■ Instructions to follow
A verbatim transcript of the lines below, starting at the first and ending with the one that holds "let mut candidate", is what should be produced.

Collection entries
##########
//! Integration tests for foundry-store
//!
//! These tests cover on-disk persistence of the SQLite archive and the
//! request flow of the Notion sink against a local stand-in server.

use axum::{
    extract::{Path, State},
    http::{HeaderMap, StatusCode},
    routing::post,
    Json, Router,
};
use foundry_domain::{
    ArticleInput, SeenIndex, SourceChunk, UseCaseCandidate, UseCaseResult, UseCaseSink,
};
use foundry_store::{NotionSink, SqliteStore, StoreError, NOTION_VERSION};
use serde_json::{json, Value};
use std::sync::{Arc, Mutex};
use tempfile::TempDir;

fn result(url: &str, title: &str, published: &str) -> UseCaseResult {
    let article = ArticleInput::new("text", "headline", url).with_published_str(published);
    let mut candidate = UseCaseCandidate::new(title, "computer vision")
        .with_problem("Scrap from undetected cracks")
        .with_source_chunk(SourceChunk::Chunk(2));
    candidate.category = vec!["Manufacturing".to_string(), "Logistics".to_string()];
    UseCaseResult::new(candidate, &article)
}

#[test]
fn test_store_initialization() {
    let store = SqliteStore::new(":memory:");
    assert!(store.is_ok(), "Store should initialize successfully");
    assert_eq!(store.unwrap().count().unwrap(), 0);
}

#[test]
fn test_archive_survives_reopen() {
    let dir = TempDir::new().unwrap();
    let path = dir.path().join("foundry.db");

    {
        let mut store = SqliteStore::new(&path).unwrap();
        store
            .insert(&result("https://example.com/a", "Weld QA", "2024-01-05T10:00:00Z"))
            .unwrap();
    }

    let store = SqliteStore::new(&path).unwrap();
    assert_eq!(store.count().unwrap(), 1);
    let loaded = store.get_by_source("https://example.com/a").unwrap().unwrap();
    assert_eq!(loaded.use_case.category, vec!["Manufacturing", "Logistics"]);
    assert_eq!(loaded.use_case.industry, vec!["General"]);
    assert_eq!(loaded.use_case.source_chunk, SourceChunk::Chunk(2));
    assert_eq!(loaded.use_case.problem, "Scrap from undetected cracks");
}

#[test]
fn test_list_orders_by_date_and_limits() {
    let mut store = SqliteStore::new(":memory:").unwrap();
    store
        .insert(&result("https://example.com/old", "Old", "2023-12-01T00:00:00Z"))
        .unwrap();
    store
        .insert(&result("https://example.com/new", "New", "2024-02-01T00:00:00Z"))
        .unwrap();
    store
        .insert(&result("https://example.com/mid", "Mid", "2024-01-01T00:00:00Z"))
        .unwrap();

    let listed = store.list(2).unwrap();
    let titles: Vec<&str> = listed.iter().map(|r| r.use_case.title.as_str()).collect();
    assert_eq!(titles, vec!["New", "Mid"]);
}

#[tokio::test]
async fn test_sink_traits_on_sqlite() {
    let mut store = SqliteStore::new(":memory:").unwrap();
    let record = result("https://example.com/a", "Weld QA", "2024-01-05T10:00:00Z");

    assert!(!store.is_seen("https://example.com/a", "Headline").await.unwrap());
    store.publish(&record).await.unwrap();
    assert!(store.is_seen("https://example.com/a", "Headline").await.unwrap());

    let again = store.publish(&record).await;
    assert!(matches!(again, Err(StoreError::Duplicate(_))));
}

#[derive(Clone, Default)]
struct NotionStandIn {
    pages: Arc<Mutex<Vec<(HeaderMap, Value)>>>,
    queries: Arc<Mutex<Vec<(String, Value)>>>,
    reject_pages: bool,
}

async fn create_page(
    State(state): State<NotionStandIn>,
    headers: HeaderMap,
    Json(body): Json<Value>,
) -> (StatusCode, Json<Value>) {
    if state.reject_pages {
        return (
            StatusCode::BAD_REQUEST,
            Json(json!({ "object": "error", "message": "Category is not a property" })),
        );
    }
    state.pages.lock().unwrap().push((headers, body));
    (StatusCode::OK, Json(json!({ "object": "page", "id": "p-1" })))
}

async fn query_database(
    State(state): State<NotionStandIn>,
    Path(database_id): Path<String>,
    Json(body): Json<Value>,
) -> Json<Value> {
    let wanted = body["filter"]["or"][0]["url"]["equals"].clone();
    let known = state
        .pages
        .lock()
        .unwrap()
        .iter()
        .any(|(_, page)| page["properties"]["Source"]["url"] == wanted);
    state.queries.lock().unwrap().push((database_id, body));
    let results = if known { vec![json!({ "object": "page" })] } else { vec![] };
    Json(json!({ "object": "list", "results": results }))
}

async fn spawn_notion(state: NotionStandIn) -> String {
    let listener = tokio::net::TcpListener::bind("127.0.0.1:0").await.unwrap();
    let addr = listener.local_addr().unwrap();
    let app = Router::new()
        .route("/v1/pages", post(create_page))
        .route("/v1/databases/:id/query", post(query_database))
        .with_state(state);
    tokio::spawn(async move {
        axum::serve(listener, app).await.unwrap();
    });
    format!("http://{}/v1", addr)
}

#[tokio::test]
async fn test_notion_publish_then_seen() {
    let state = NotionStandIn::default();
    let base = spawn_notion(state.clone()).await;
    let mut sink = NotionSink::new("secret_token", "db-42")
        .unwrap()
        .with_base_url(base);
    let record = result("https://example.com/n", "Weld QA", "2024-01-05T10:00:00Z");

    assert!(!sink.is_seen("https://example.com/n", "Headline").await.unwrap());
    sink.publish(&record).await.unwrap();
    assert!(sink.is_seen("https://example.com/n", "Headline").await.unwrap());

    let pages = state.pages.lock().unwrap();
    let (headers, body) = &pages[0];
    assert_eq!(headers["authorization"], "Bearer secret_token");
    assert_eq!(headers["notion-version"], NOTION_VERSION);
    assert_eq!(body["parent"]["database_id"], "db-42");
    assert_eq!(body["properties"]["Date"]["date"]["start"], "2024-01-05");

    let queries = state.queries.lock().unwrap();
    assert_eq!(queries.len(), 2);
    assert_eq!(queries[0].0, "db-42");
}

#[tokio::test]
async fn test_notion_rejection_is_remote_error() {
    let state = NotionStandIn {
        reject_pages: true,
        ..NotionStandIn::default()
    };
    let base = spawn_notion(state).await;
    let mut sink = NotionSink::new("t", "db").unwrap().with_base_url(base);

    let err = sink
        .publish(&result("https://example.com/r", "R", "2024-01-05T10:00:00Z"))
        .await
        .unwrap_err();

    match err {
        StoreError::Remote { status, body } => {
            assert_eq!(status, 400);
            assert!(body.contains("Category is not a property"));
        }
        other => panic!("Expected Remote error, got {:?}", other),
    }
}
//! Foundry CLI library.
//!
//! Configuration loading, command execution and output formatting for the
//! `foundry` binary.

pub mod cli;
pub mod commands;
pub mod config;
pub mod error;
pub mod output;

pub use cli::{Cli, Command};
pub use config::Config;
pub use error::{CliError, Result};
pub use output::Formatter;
##########
■ Solution
//! Integration tests for foundry-store
//!
//! These tests cover on-disk persistence of the SQLite archive and the
//! request flow of the Notion sink against a local stand-in server.

use axum::{
    extract::{Path, State},
    http::{HeaderMap, StatusCode},
    routing::post,
    Json, Router,
};
use foundry_domain::{
    ArticleInput, SeenIndex, SourceChunk, UseCaseCandidate, UseCaseResult, UseCaseSink,
};
use foundry_store::{NotionSink, SqliteStore, StoreError, NOTION_VERSION};
use serde_json::{json, Value};
use std::sync::{Arc, Mutex};
use tempfile::TempDir;

fn result(url: &str, title: &str, published: &str) -> UseCaseResult {
    let article = ArticleInput::new("text", "headline", url).with_published_str(published);
    let mut candidate = UseCaseCandidate::new(title, "computer vision")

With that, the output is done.